The new finding follows a report last year from this same research team, led by Michael Garavito, associate professor of biochemistry and molecular biology, in which they determined the molecular structure of the enzyme, prostaglandin H2 synthase, or PGHS. Using X-rays to probe the positions of atoms in tiny crystals of the enzyme, they showed that PGHS has a tunnel running into the middle of it. The raw material must pass through this tunnel to reach the core of the enzyme, where it will be converted into prostaglandin.

Today the team reports that aspirin permanently attaches a portion of itself inside the tunnel, where it acts like a gate, blocking prostaglandin's precursor from reaching the "active site" of the enzyme. They further showed that this gate can be in two positions, either fully or partially closed, and that the position of the gate may differ between two forms of the enzyme found in the body. Finding such differences between the two forms is the key to developing improved NSAIDs.

Four years ago several groups found that the body has two types of prostaglandin H2 synthase: an ever-ready PGHS-1, present in nearly all cells for basic housekeeping duties, and PGHS-2, made only as needed and just by those cells involved in inflammation and immune responses. Unfortunately for pain sufferers--and especially for rheumatoid arthritis patients, who must take huge doses daily--none of the current crop of 16 NSAIDs discriminates between the two enzyme forms. Before it can trickle into the bloodstream and alleviate inflammation by reining in PGHS-2, the drug lands with a thud in the stomach, where it knocks out PGHS-1, causing excess acid secretion and stomach upset or ulcers.
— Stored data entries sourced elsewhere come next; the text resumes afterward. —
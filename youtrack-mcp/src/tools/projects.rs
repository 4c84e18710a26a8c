//! Project management tools.

use schemars::JsonSchema;
use serde::Deserialize;
use serde_json::Value;
use youtrack_api::YouTrackClient;
use youtrack_api::models::{EntityRef, NewProject, ProjectPatch, SearchOptions};

use super::{count, default_top, display_field, parse_params};
use crate::types::ToolOutcome;

#[derive(Debug, Deserialize, JsonSchema)]
pub struct ListProjectsParams {
  /// Number of items to skip for pagination.
  #[serde(default)]
  pub skip: u64,
  /// Maximum number of items to return.
  #[serde(default = "default_top")]
  pub top: u64,
  /// Comma-separated list of fields to return.
  pub fields: Option<String>,
}

#[derive(Debug, Deserialize, JsonSchema)]
#[serde(rename_all = "camelCase")]
pub struct GetProjectParams {
  /// Project ID or short name.
  pub project_id: String,
  /// Comma-separated list of fields to return.
  pub fields: Option<String>,
}

#[derive(Debug, Deserialize, JsonSchema)]
#[serde(rename_all = "camelCase")]
pub struct CreateProjectParams {
  /// Project name.
  pub name: String,
  /// Project short name (used as the issue id prefix).
  pub short_name: String,
  /// Project description.
  pub description: Option<String>,
  /// Project leader login or ID.
  pub leader: Option<String>,
}

#[derive(Debug, Deserialize, JsonSchema)]
#[serde(rename_all = "camelCase")]
pub struct UpdateProjectParams {
  /// Project ID or short name.
  pub project_id: String,
  /// Updated project name.
  pub name: Option<String>,
  /// Updated project description.
  pub description: Option<String>,
  /// Updated project leader login or ID.
  pub leader: Option<String>,
  /// Archive (true) or unarchive (false) the project.
  pub archived: Option<bool>,
}

#[derive(Debug, Deserialize, JsonSchema)]
#[serde(rename_all = "camelCase")]
pub struct DeleteProjectParams {
  /// Project ID or short name.
  pub project_id: String,
}

#[derive(Debug, Deserialize, JsonSchema)]
#[serde(rename_all = "camelCase")]
pub struct GetProjectCustomFieldsParams {
  /// Project ID or short name.
  pub project_id: String,
  /// Comma-separated list of fields to return.
  pub fields: Option<String>,
}

pub async fn list_projects(client: &YouTrackClient, args: Value) -> ToolOutcome {
  let params: ListProjectsParams = match parse_params(args) {
    Ok(p) => p,
    Err(outcome) => return outcome,
  };

  let options = SearchOptions {
    skip: params.skip,
    top: params.top,
    fields: params.fields,
    ..SearchOptions::default()
  };

  match client.list_projects(&options).await {
    Ok(projects) => {
      let found = count(&projects);
      ToolOutcome::ok(projects, format!("Retrieved {found} projects"))
    }
    Err(e) => ToolOutcome::fail(e.to_string()),
  }
}

pub async fn get_project(client: &YouTrackClient, args: Value) -> ToolOutcome {
  let params: GetProjectParams = match parse_params(args) {
    Ok(p) => p,
    Err(outcome) => return outcome,
  };

  match client.get_project(&params.project_id, params.fields.as_deref()).await {
    Ok(project) => {
      let name = display_field(&project, "shortName", &params.project_id).to_string();
      ToolOutcome::ok(project, format!("Retrieved project {name}"))
    }
    Err(e) => ToolOutcome::fail(e.to_string()),
  }
}

pub async fn create_project(client: &YouTrackClient, args: Value) -> ToolOutcome {
  let params: CreateProjectParams = match parse_params(args) {
    Ok(p) => p,
    Err(outcome) => return outcome,
  };

  let project = NewProject {
    name: params.name,
    short_name: params.short_name.clone(),
    description: params.description,
    leader: params.leader.map(EntityRef::from),
  };

  match client.create_project(&project).await {
    Ok(created) => {
      let name = display_field(&created, "shortName", &params.short_name).to_string();
      ToolOutcome::ok(created, format!("Created project {name}"))
    }
    Err(e) => ToolOutcome::fail(e.to_string()),
  }
}

pub async fn update_project(client: &YouTrackClient, args: Value) -> ToolOutcome {
  let params: UpdateProjectParams = match parse_params(args) {
    Ok(p) => p,
    Err(outcome) => return outcome,
  };

  let patch = ProjectPatch {
    name: params.name,
    description: params.description,
    leader: params.leader.map(EntityRef::from),
    archived: params.archived,
  };

  match client.update_project(&params.project_id, &patch).await {
    Ok(updated) => {
      let name = display_field(&updated, "shortName", &params.project_id).to_string();
      ToolOutcome::ok(updated, format!("Updated project {name}"))
    }
    Err(e) => ToolOutcome::fail(e.to_string()),
  }
}

pub async fn delete_project(client: &YouTrackClient, args: Value) -> ToolOutcome {
  let params: DeleteProjectParams = match parse_params(args) {
    Ok(p) => p,
    Err(outcome) => return outcome,
  };

  match client.delete_project(&params.project_id).await {
    Ok(_) => ToolOutcome::done(format!("Deleted project {}", params.project_id)),
    Err(e) => ToolOutcome::fail(e.to_string()),
  }
}

pub async fn get_project_custom_fields(client: &YouTrackClient, args: Value) -> ToolOutcome {
  let params: GetProjectCustomFieldsParams = match parse_params(args) {
    Ok(p) => p,
    Err(outcome) => return outcome,
  };

  match client
    .project_custom_fields(&params.project_id, params.fields.as_deref())
    .await
  {
    Ok(fields) => {
      let found = count(&fields);
      ToolOutcome::ok(
        fields,
        format!("Retrieved {found} custom fields for project {}", params.project_id),
      )
    }
    Err(e) => ToolOutcome::fail(e.to_string()),
  }
}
"Just four years ago the consensus in the pharmaceutical community was you couldn't build a better aspirin," says Garavito. "But understanding the differences between the two forms of PGHS may allow us to do exactly that. We know that PGHS-2 is only partly blocked by aspirin, while PGHS-1 is completely knocked out. This paper shows why this might be so. The bottom line is that although the two forms of the enzyme seem very similar, their active sites are subtly different, and this could be a basis for rational drug design."

Garavito and research associates Daniel Picot and Patrick Loll (Picot is now at the Institut de Biologie Physico-Chimique in Paris) grew crystals of PGHS-1 using a technique that took them six years to develop. They diffused into the growing crystals an analog of aspirin that contains a bromine atom to aid in the X-ray crystallography.
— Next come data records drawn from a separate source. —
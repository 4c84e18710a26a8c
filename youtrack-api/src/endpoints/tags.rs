//! # Tag Endpoints

use reqwest::Method;
use serde_json::Value;

use super::fields_query;
use crate::client::YouTrackClient;
use crate::error::ApiError;
use crate::models::SearchOptions;

impl YouTrackClient {
  /// List tags visible to the authenticated user.
  pub async fn list_tags(&self, options: &SearchOptions) -> Result<Value, ApiError> {
    self.request(Method::GET, "/tags", None, &options.to_query()).await
  }

  /// Fetch a tag by id.
  pub async fn get_tag(&self, tag_id: &str, fields: Option<&str>) -> Result<Value, ApiError> {
    self
      .request(Method::GET, &format!("/tags/{tag_id}"), None, &fields_query(fields))
      .await
  }
}
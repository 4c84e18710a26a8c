//! MCP server loop and request routing.
//!
//! Messages arrive one per line on stdin and responses leave one per line on
//! stdout; everything else (logs included) goes to stderr. Tool failures stay
//! inside the tool-call envelope; JSON-RPC errors are reserved for protocol
//! violations such as unparseable frames or unknown methods.

use anyhow::Result;
use serde_json::Value;
use tokio::io::{AsyncBufReadExt, AsyncWriteExt, BufReader};
use tracing::{debug, info};
use youtrack_api::YouTrackClient;

use crate::protocol::{
  CallToolParams, InitializeResult, JsonRpcError, JsonRpcRequest, JsonRpcResponse, ListToolsResult, PROTOCOL_VERSION,
  ServerCapabilities, ServerInfo, ToolsCapability,
};
use crate::tools;

/// MCP server bridging stdio JSON-RPC to a YouTrack instance.
pub struct McpServer {
  client: YouTrackClient,
}

impl McpServer {
  pub fn new(client: YouTrackClient) -> Self {
    Self { client }
  }

  /// Run the server loop until stdin closes.
  pub async fn run(self) -> Result<()> {
    let mut lines = BufReader::new(tokio::io::stdin()).lines();
    let mut stdout = tokio::io::stdout();

    info!("YouTrack MCP server listening on stdio");

    while let Some(line) = lines.next_line().await? {
      if line.trim().is_empty() {
        continue;
      }

      let request: JsonRpcRequest = match serde_json::from_str(&line) {
        Ok(request) => request,
        Err(e) => {
          let response = JsonRpcResponse::error(None, JsonRpcError::parse_error(format!("Parse error: {e}")));
          write_response(&mut stdout, &response).await?;
          continue;
        }
      };

      if let Some(response) = self.handle_request(request).await {
        write_response(&mut stdout, &response).await?;
      }
    }

    info!("stdin closed, shutting down");
    Ok(())
  }

  /// Handle a single request. Notifications return `None`.
  pub async fn handle_request(&self, request: JsonRpcRequest) -> Option<JsonRpcResponse> {
    debug!(method = %request.method, "handling request");

    match request.method.as_str() {
      "initialize" => Some(self.handle_initialize(request.id)),
      "tools/list" => Some(self.handle_list_tools(request.id)),
      "tools/call" => Some(self.handle_call_tool(request.id, request.params).await),
      method if method.starts_with("notifications/") => None,
      method => Some(JsonRpcResponse::error(
        request.id,
        JsonRpcError::method_not_found(format!("Method not found: {method}")),
      )),
    }
  }

  fn handle_initialize(&self, id: Option<Value>) -> JsonRpcResponse {
    let result = InitializeResult {
      protocol_version: PROTOCOL_VERSION.to_string(),
      capabilities: ServerCapabilities {
        tools: ToolsCapability { list_changed: false },
      },
      server_info: ServerInfo {
        name: "youtrack-mcp".to_string(),
        version: env!("CARGO_PKG_VERSION").to_string(),
      },
    };

    into_response(id, &result)
  }

  fn handle_list_tools(&self, id: Option<Value>) -> JsonRpcResponse {
    let result = ListToolsResult { tools: tools::catalog() };
    into_response(id, &result)
  }

  async fn handle_call_tool(&self, id: Option<Value>, params: Option<Value>) -> JsonRpcResponse {
    let params: CallToolParams = match params.map(serde_json::from_value).transpose() {
      Ok(Some(params)) => params,
      Ok(None) => {
        return JsonRpcResponse::error(id, JsonRpcError::invalid_params("tools/call requires params"));
      }
      Err(e) => {
        return JsonRpcResponse::error(id, JsonRpcError::invalid_params(format!("Invalid tool call params: {e}")));
      }
    };

    let arguments = params.arguments.unwrap_or_else(|| serde_json::json!({}));
    let outcome = tools::dispatch(&self.client, &params.name, arguments).await;
    into_response(id, &outcome.into_call_tool_result())
  }
}

fn into_response<T: serde::Serialize>(id: Option<Value>, result: &T) -> JsonRpcResponse {
  match serde_json::to_value(result) {
    Ok(value) => JsonRpcResponse::success(id, value),
    Err(e) => JsonRpcResponse::error(id, JsonRpcError::internal_error(format!("Serialization failed: {e}"))),
  }
}

async fn write_response<W>(stdout: &mut W, response: &JsonRpcResponse) -> Result<()>
where
  W: AsyncWriteExt + Unpin,
{
  let mut frame = serde_json::to_vec(response)?;
  frame.push(b'\n');
  stdout.write_all(&frame).await?;
  stdout.flush().await?;
  Ok(())
}
//! Structured response types for youtrack-mcp tools.
//!
//! Every tool returns a JSON-serialized [`ToolOutcome`]: a `success` flag with
//! a `data` payload and human-readable `message` on success, or an `error`
//! string on failure. The envelope is what a model sees, so it never leaks
//! transport details beyond the normalized error message.

use serde::Serialize;
use serde_json::Value;

use crate::protocol::{CallToolResult, ToolContent};

/// Standard envelope for all tool responses.
#[derive(Debug, Serialize)]
pub struct ToolOutcome {
  pub success: bool,
  #[serde(skip_serializing_if = "Option::is_none")]
  pub data: Option<Value>,
  #[serde(skip_serializing_if = "Option::is_none")]
  pub message: Option<String>,
  #[serde(skip_serializing_if = "Option::is_none")]
  pub error: Option<String>,
}

impl ToolOutcome {
  /// Successful outcome with a payload.
  pub fn ok(data: Value, message: impl Into<String>) -> Self {
    Self {
      success: true,
      data: Some(data),
      message: Some(message.into()),
      error: None,
    }
  }

  /// Successful outcome with no payload, e.g. for deletions.
  pub fn done(message: impl Into<String>) -> Self {
    Self {
      success: true,
      data: None,
      message: Some(message.into()),
      error: None,
    }
  }

  /// Outcome whose success flag mirrors a probe result. Used by the
  /// connection check, where an unreachable instance is reported through
  /// `message` rather than `error`.
  pub fn status(success: bool, message: impl Into<String>) -> Self {
    Self {
      success,
      data: None,
      message: Some(message.into()),
      error: None,
    }
  }

  /// Failed outcome with a normalized error message.
  pub fn fail(error: impl Into<String>) -> Self {
    Self {
      success: false,
      data: None,
      message: None,
      error: Some(error.into()),
    }
  }

  /// Serialize into a `tools/call` result, setting `isError` for failures.
  pub fn into_call_tool_result(self) -> CallToolResult {
    let text = serde_json::to_string_pretty(&self)
      .unwrap_or_else(|e| format!(r#"{{"success":false,"error":"Serialization failed: {e}"}}"#));
    CallToolResult {
      content: vec![ToolContent::Text { text }],
      is_error: Some(!self.success),
    }
  }
}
PGHS-1 is tightly bound to an intracellular membrane. Such proteins are notoriously difficult to study because the detergents needed to separate the protein from the greasy membrane make crystallization difficult. The researchers use PGHS-1 isolated from sheep seminal vesicles. By slowly changing the composition of the solution and the surrounding vapor over a period of weeks, the researchers were able to grow brown, rod shaped crystals almost one sixteenth of an inch long for study.

Drug developers are most interested in targeting PGHS-2, and Garavito's laboratory is trying to grow crystals of that form of the enzyme large enough to X-ray. But aspirin's beneficial effects in preventing vascular disease and heart attacks are thought to be a PGHS-1 phenomenon, and improved anti-platelet drugs may derive directly from today's study, which was funded by the National Institutes of Health.